THE TASK: Below is a listing; restate from it, character for character, the lines beginning at the line holding "CREATE INDEX IF NOT EXISTS idx_recipients_status" and ending at the line holding "-- Embryo Transfers", both included.

DATA FOR PROCESSING:
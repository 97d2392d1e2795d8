//! Recipient database operations, including the grouped status/date update
//! used by the batch reconciler.

use chrono::NaiveDate;
use rusqlite::{params, OptionalExtension};

use super::{Database, DbResult, StoreError};
use crate::models::{RecipientAnimal, ReproductiveStatus};
use crate::store::{DueDateAction, StatusUpdateGroup};

impl Database {
    /// Insert a new recipient.
    pub fn insert_recipient(&self, recipient: &RecipientAnimal) -> DbResult<()> {
        self.conn.execute(
            r#"
            INSERT INTO recipients (
                id, tag, name, farm_id, reproductive_status, expected_due_date,
                created_at, updated_at
            ) VALUES (?1, ?2, ?3, ?4, ?5, ?6, ?7, ?8)
            "#,
            params![
                recipient.id,
                recipient.tag,
                recipient.name,
                recipient.farm_id,
                recipient.status.as_str(),
                recipient.expected_due_date.map(|d| d.to_string()),
                recipient.created_at,
                recipient.updated_at,
            ],
        )?;
        Ok(())
    }

    /// Get a recipient by id.
    pub fn get_recipient(&self, id: &str) -> DbResult<Option<RecipientAnimal>> {
        self.conn
            .query_row(
                r#"
                SELECT id, tag, name, farm_id, reproductive_status,
                       expected_due_date, created_at, updated_at
                FROM recipients
                WHERE id = ?
                "#,
                [id],
                |row| {
                    Ok(RecipientRow {
                        id: row.get(0)?,
                        tag: row.get(1)?,
                        name: row.get(2)?,
                        farm_id: row.get(3)?,
                        status: row.get(4)?,
                        expected_due_date: row.get(5)?,
                        created_at: row.get(6)?,
                        updated_at: row.get(7)?,
                    })
                },
            )
            .optional()?
            .map(|row| row.try_into())
            .transpose()
    }

    /// Set the status of a single recipient (used by workflow steps outside
    /// the batch reconciler, e.g. marking an animal SERVED after transfer).
    pub fn set_recipient_status(&self, id: &str, status: ReproductiveStatus) -> DbResult<bool> {
        let rows = self.conn.execute(
            "UPDATE recipients SET reproductive_status = ?2, updated_at = datetime('now')
             WHERE id = ?1",
            params![id, status.as_str()],
        )?;
        Ok(rows > 0)
    }

    /// Apply one grouped status/date update: every recipient in the group
    /// receives the identical values in a single statement.
    pub fn apply_status_update(&self, group: &StatusUpdateGroup) -> DbResult<usize> {
        if group.recipient_ids.is_empty() {
            return Ok(0);
        }

        // all bound values are TEXT, so the parameter list stays homogeneous
        let mut values: Vec<String> = vec![group.status.as_str().to_string()];
        let set_clause = match &group.due_date {
            DueDateAction::Set(date) => {
                values.push(date.to_string());
                "reproductive_status = ?1, expected_due_date = ?2"
            }
            DueDateAction::Clear => "reproductive_status = ?1, expected_due_date = NULL",
            DueDateAction::Keep => "reproductive_status = ?1",
        };

        let first_id_param = values.len() + 1;
        let placeholders: Vec<String> = (0..group.recipient_ids.len())
            .map(|i| format!("?{}", first_id_param + i))
            .collect();
        values.extend(group.recipient_ids.iter().cloned());

        let sql = format!(
            "UPDATE recipients SET {set_clause}, updated_at = datetime('now')
             WHERE id IN ({})",
            placeholders.join(", ")
        );

        let rows = self
            .conn
            .execute(&sql, rusqlite::params_from_iter(values.iter()))?;
        Ok(rows)
    }
}

/// Intermediate row struct for database mapping.
struct RecipientRow {
    id: String,
    tag: String,
    name: Option<String>,
    farm_id: String,
    status: String,
    expected_due_date: Option<String>,
    created_at: String,
    updated_at: String,
}

impl TryFrom<RecipientRow> for RecipientAnimal {
    type Error = StoreError;

    fn try_from(row: RecipientRow) -> Result<Self, Self::Error> {
        let status = ReproductiveStatus::parse(&row.status)
            .ok_or_else(|| StoreError::Invalid(format!("reproductive status: {}", row.status)))?;
        let expected_due_date = row
            .expected_due_date
            .map(|d| {
                d.parse::<NaiveDate>()
                    .map_err(|_| StoreError::Invalid(format!("due date: {d}")))
            })
            .transpose()?;

        Ok(RecipientAnimal {
            id: row.id,
            tag: row.tag,
            name: row.name,
            farm_id: row.farm_id,
            status,
            expected_due_date,
            created_at: row.created_at,
            updated_at: row.updated_at,
        })
    }
}
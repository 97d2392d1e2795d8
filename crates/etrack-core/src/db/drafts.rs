//! Draft snapshot storage: a small key-value table keyed by workflow.
//!
//! Payload integrity (checksum, TTL) is enforced by [`crate::draft`]; this
//! module only moves rows.

use rusqlite::{params, OptionalExtension};

use super::{Database, DbResult};

/// A raw stored draft row, validated by the draft layer before use.
#[derive(Debug, Clone, PartialEq)]
pub struct StoredDraft {
    pub payload: String,
    pub checksum: String,
    pub saved_at: String,
}

impl Database {
    /// Upsert the draft for a workflow key. One row per key.
    pub fn put_draft(
        &self,
        key: &str,
        payload: &str,
        checksum: &str,
        saved_at: &str,
    ) -> DbResult<()> {
        self.conn.execute(
            r#"
            INSERT OR REPLACE INTO draft_snapshots (key, payload, checksum, saved_at)
            VALUES (?1, ?2, ?3, ?4)
            "#,
            params![key, payload, checksum, saved_at],
        )?;
        Ok(())
    }

    /// Fetch the stored draft for a key, if any.
    pub fn get_draft(&self, key: &str) -> DbResult<Option<StoredDraft>> {
        let row = self
            .conn
            .query_row(
                "SELECT payload, checksum, saved_at FROM draft_snapshots WHERE key = ?1",
                [key],
                |row| {
                    Ok(StoredDraft {
                        payload: row.get(0)?,
                        checksum: row.get(1)?,
                        saved_at: row.get(2)?,
                    })
                },
            )
            .optional()?;
        Ok(row)
    }

    /// Delete the draft for a key. Returns whether a row existed.
    pub fn delete_draft(&self, key: &str) -> DbResult<bool> {
        let rows = self
            .conn
            .execute("DELETE FROM draft_snapshots WHERE key = ?1", [key])?;
        Ok(rows > 0)
    }
}
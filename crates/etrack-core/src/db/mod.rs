//! SQLite storage layer.

mod schema;
mod drafts;
mod events;
mod lots;
mod recipients;
mod transfers;

pub use schema::*;
#[allow(unused_imports)]
pub use drafts::*;
#[allow(unused_imports)]
pub use events::*;

use std::path::Path;

use rusqlite::Connection;
use thiserror::Error;

/// Storage errors, classified so callers can react to the two error classes
/// the reconciliation engine cares about: schema drift (`UnknownColumn`) and
/// natural-key races (`UniqueViolation`).
#[derive(Error, Debug)]
pub enum StoreError {
    #[error("SQLite error: {0}")]
    Sqlite(rusqlite::Error),

    #[error("JSON serialization error: {0}")]
    Json(#[from] serde_json::Error),

    #[error("unknown column: {0}")]
    UnknownColumn(String),

    #[error("unique constraint violation: {0}")]
    UniqueViolation(String),

    #[error("record not found: {0}")]
    NotFound(String),

    #[error("invalid stored value: {0}")]
    Invalid(String),
}

impl From<rusqlite::Error> for StoreError {
    fn from(e: rusqlite::Error) -> Self {
        match &e {
            rusqlite::Error::SqliteFailure(err, msg) => {
                if err.code == rusqlite::ErrorCode::ConstraintViolation
                    && (err.extended_code == rusqlite::ffi::SQLITE_CONSTRAINT_UNIQUE
                        || err.extended_code == rusqlite::ffi::SQLITE_CONSTRAINT_PRIMARYKEY)
                {
                    return StoreError::UniqueViolation(msg.clone().unwrap_or_default());
                }
                if let Some(m) = msg {
                    if is_unknown_column(m) {
                        return StoreError::UnknownColumn(m.clone());
                    }
                }
            }
            // missing columns in a prepared statement surface at prepare
            // time, not execution time
            rusqlite::Error::SqlInputError { msg, .. } => {
                if is_unknown_column(msg) {
                    return StoreError::UnknownColumn(msg.clone());
                }
            }
            _ => {}
        }
        StoreError::Sqlite(e)
    }
}

fn is_unknown_column(msg: &str) -> bool {
    msg.contains("no such column") || msg.contains("has no column named")
}

pub type DbResult<T> = Result<T, StoreError>;

/// Database connection wrapper.
pub struct Database {
    conn: Connection,
}

impl Database {
    /// Open database at path, creating if needed. An existing file keeps its
    /// tables as-is (`CREATE TABLE IF NOT EXISTS`), which is how a store
    /// created by an older release surfaces schema drift.
    pub fn open<P: AsRef<Path>>(path: P) -> DbResult<Self> {
        let conn = Connection::open(path)?;
        let db = Self { conn };
        db.initialize()?;
        Ok(db)
    }

    /// Create in-memory database (for testing).
    pub fn open_in_memory() -> DbResult<Self> {
        let conn = Connection::open_in_memory()?;
        let db = Self { conn };
        db.initialize()?;
        Ok(db)
    }

    /// Initialize schema.
    fn initialize(&self) -> DbResult<()> {
        self.conn.execute_batch(SCHEMA)?;
        Ok(())
    }

    /// Get raw connection (for advanced queries).
    pub fn conn(&self) -> &Connection {
        &self.conn
    }
}
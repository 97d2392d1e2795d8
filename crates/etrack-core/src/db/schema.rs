//! SQLite schema definition.

/// Complete database schema for etrack.
pub const SCHEMA: &str = r#"
-- Enable foreign keys
PRAGMA foreign_keys = ON;

-- ============================================================================
-- Recipients
-- ============================================================================

CREATE TABLE IF NOT EXISTS recipients (
    id TEXT PRIMARY KEY,
    tag TEXT NOT NULL,
    name TEXT,
    farm_id TEXT NOT NULL,
    reproductive_status TEXT NOT NULL DEFAULT 'EMPTY',
    expected_due_date TEXT,                      -- ISO date, NULL unless pregnant
    created_at TEXT NOT NULL DEFAULT (datetime('now')),
    updated_at TEXT NOT NULL DEFAULT (datetime('now'))
);

CREATE INDEX IF NOT EXISTS idx_recipients_farm ON recipients(farm_id);
CREATE INDEX IF NOT EXISTS idx_recipients_status ON recipients(reproductive_status);

-- ============================================================================
-- Embryo Transfers
-- ============================================================================

CREATE TABLE IF NOT EXISTS embryo_transfers (
    id TEXT PRIMARY KEY,
    recipient_id TEXT NOT NULL REFERENCES recipients(id),
    transfer_date TEXT NOT NULL,                 -- groups recipients into lots
    reference_date TEXT NOT NULL,                -- FIV lot opening date (D0)
    created_at TEXT NOT NULL DEFAULT (datetime('now'))
);

CREATE INDEX IF NOT EXISTS idx_transfers_recipient ON embryo_transfers(recipient_id);
CREATE INDEX IF NOT EXISTS idx_transfers_date ON embryo_transfers(transfer_date);

-- ============================================================================
-- Diagnostic Events
-- ============================================================================

-- The UNIQUE constraint on (recipient_id, transfer_date, kind) is the
-- natural key and the sole concurrency guard against duplicate rows.
CREATE TABLE IF NOT EXISTS diagnostic_events (
    id TEXT PRIMARY KEY,
    recipient_id TEXT NOT NULL REFERENCES recipients(id),
    transfer_date TEXT NOT NULL,
    kind TEXT NOT NULL CHECK (kind IN ('pregnancy_check', 'sexing')),
    diagnosis_date TEXT NOT NULL,
    outcome TEXT NOT NULL CHECK (outcome IN ('PREGNANT', 'EMPTY', 'RETEST')),
    fetus_count INTEGER NOT NULL DEFAULT 0,
    sex TEXT,                                    -- legacy single-fetus column
    notes TEXT,                                  -- may embed the SEXES: payload
    veterinarian TEXT,                           -- optional attribution columns;
    technician TEXT,                             -- absent on pre-drift stores
    created_at TEXT NOT NULL DEFAULT (datetime('now')),
    updated_at TEXT NOT NULL DEFAULT (datetime('now')),
    UNIQUE (recipient_id, transfer_date, kind)
);

CREATE INDEX IF NOT EXISTS idx_events_recipient ON diagnostic_events(recipient_id);
CREATE INDEX IF NOT EXISTS idx_events_date ON diagnostic_events(transfer_date);

-- ============================================================================
-- Draft Snapshots (key-value, one row per workflow)
-- ============================================================================

CREATE TABLE IF NOT EXISTS draft_snapshots (
    key TEXT PRIMARY KEY,
    payload TEXT NOT NULL,                       -- JSON DraftSnapshot
    checksum TEXT NOT NULL,                      -- hex SHA-256 of payload
    saved_at TEXT NOT NULL                       -- RFC 3339
);
"#;
impl From<DiagnosticEvent> for FfiDiagnosticEvent {
    fn from(e: DiagnosticEvent) -> Self {
        let (slots, notes) = sexing::decode_with_legacy(
            e.notes.as_deref(),
            e.sex,
            e.fetus_count.max(1) as usize,
        );
        Self {
            id: e.id,
            recipient_id: e.recipient_id,
            transfer_date: e.transfer_date.to_string(),
            kind: e.kind.as_str().to_string(),
            diagnosis_date: e.diagnosis_date.to_string(),
            outcome: e.outcome.as_str().to_string(),
            fetus_count: e.fetus_count,
            sexes: slot_strings(&slots),
            notes,
            veterinarian: e.veterinarian,
            technician: e.technician,
        }
    }
}

/// FFI-safe lot animal.
#[derive(Debug, Clone, uniffi::Record)]
pub struct FfiLotAnimal {
    pub recipient_id: String,
    pub tag: String,
    pub status: String,
    pub transfer_date: String,
    pub reference_date: String,
    pub fetus_count: u32,
    pub existing_event: Option<FfiDiagnosticEvent>,
}

impl From<LotAnimal> for FfiLotAnimal {
    fn from(a: LotAnimal) -> Self {
        Self {
            recipient_id: a.recipient_id,
            tag: a.tag,
            status: a.status.as_str().to_string(),
            transfer_date: a.transfer_date.to_string(),
            reference_date: a.reference_date.to_string(),
            fetus_count: a.fetus_count,
            existing_event: a.existing_event.map(|e| e.into()),
        }
    }
}

/// FFI-safe attribution sub-form.
#[derive(Debug, Clone, uniffi::Record)]
pub struct FfiAttribution {
    pub veterinarian: String,
    pub technician: String,
}

impl From<FfiAttribution> for Attribution {
    fn from(a: FfiAttribution) -> Self {
        Self {
            veterinarian: a.veterinarian,
            technician: a.technician,
        }
    }
}

impl From<Attribution> for FfiAttribution {
    fn from(a: Attribution) -> Self {
        Self {
            veterinarian: a.veterinarian,
            technician: a.technician,
        }
    }
}

/// One pregnancy-check form row.
#[derive(Debug, Clone, uniffi::Record)]
pub struct FfiPregnancyEntry {
    pub recipient_id: String,
    pub outcome: Option<String>,
    pub fetus_count: Option<u32>,
    pub diagnosis_date: Option<String>,
    pub notes: String,
}

/// One sexing form row.
#[derive(Debug, Clone, uniffi::Record)]
pub struct FfiSexingEntry {
    pub recipient_id: String,
    /// Per-fetus tokens ("FEMALE", "MALE", "UNSEXED", "" for blank)
    pub sexes: Vec<String>,
    pub diagnosis_date: Option<String>,
    pub notes: String,
}

/// FFI-safe batch outcome.
#[derive(Debug, Clone, uniffi::Record)]
pub struct FfiSubmitSummary {
    pub resolved_count: u32,
    pub remaining_count: u32,
    pub failed_animal_ids: Vec<String>,
    pub lot_complete: bool,
}

impl From<SubmitSummary> for FfiSubmitSummary {
    fn from(s: SubmitSummary) -> Self {
        Self {
            resolved_count: s.resolved_count,
            remaining_count: s.remaining_count,
            failed_animal_ids: s.failed_animal_ids,
            lot_complete: s.lot_complete,
        }
    }
}

/// One draft form row.
#[derive(Debug, Clone, uniffi::Record)]
pub struct FfiDraftEntry {
    pub recipient_id: String,
    pub outcome: Option<String>,
    pub sexes: Vec<String>,
    pub fetus_count: Option<u32>,
    pub diagnosis_date: Option<String>,
    pub notes: String,
}

/// FFI-safe draft snapshot.
#[derive(Debug, Clone, uniffi::Record)]
pub struct FfiDraftSnapshot {
    pub farm_id: String,
    pub transfer_date: String,
    pub kind: String,
    pub entries: Vec<FfiDraftEntry>,
    pub attribution: FfiAttribution,
    pub saved_at: String,
}

impl TryFrom<FfiDraftSnapshot> for DraftSnapshot {
    type Error = EtrackError;

    fn try_from(s: FfiDraftSnapshot) -> Result<Self, Self::Error> {
        let mut snapshot = DraftSnapshot::new(
            s.farm_id,
            parse_date(&s.transfer_date)?,
            parse_kind(&s.kind)?,
        );
        snapshot.attribution = s.attribution.into();
        for entry in s.entries {
            snapshot.entries.insert(
                entry.recipient_id,
                DraftEntry {
                    outcome: entry.outcome.as_deref().map(parse_outcome).transpose()?,
                    sexes: parse_slots(&entry.sexes)?,
                    fetus_count: entry.fetus_count,
                    diagnosis_date: entry.diagnosis_date.as_deref().map(parse_date).transpose()?,
                    notes: entry.notes,
                },
            );
        }
        Ok(snapshot)
    }
}

impl From<DraftSnapshot> for FfiDraftSnapshot {
    fn from(s: DraftSnapshot) -> Self {
        Self {
            farm_id: s.farm_id,
            transfer_date: s.transfer_date.to_string(),
            kind: s.kind.as_str().to_string(),
            entries: s
                .entries
                .into_iter()
                .map(|(recipient_id, e)| FfiDraftEntry {
                    recipient_id,
                    outcome: e.outcome.map(|o| o.as_str().to_string()),
                    sexes: slot_strings(&e.sexes),
                    fetus_count: e.fetus_count,
                    diagnosis_date: e.diagnosis_date.map(|d| d.to_string()),
                    notes: e.notes,
                })
                .collect(),
            attribution: s.attribution.into(),
            saved_at: s.saved_at,
        }
    }
}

ANSWER SPACE:
CREATE INDEX IF NOT EXISTS idx_recipients_status ON recipients(reproductive_status);

-- ============================================================================
-- Embryo Transfers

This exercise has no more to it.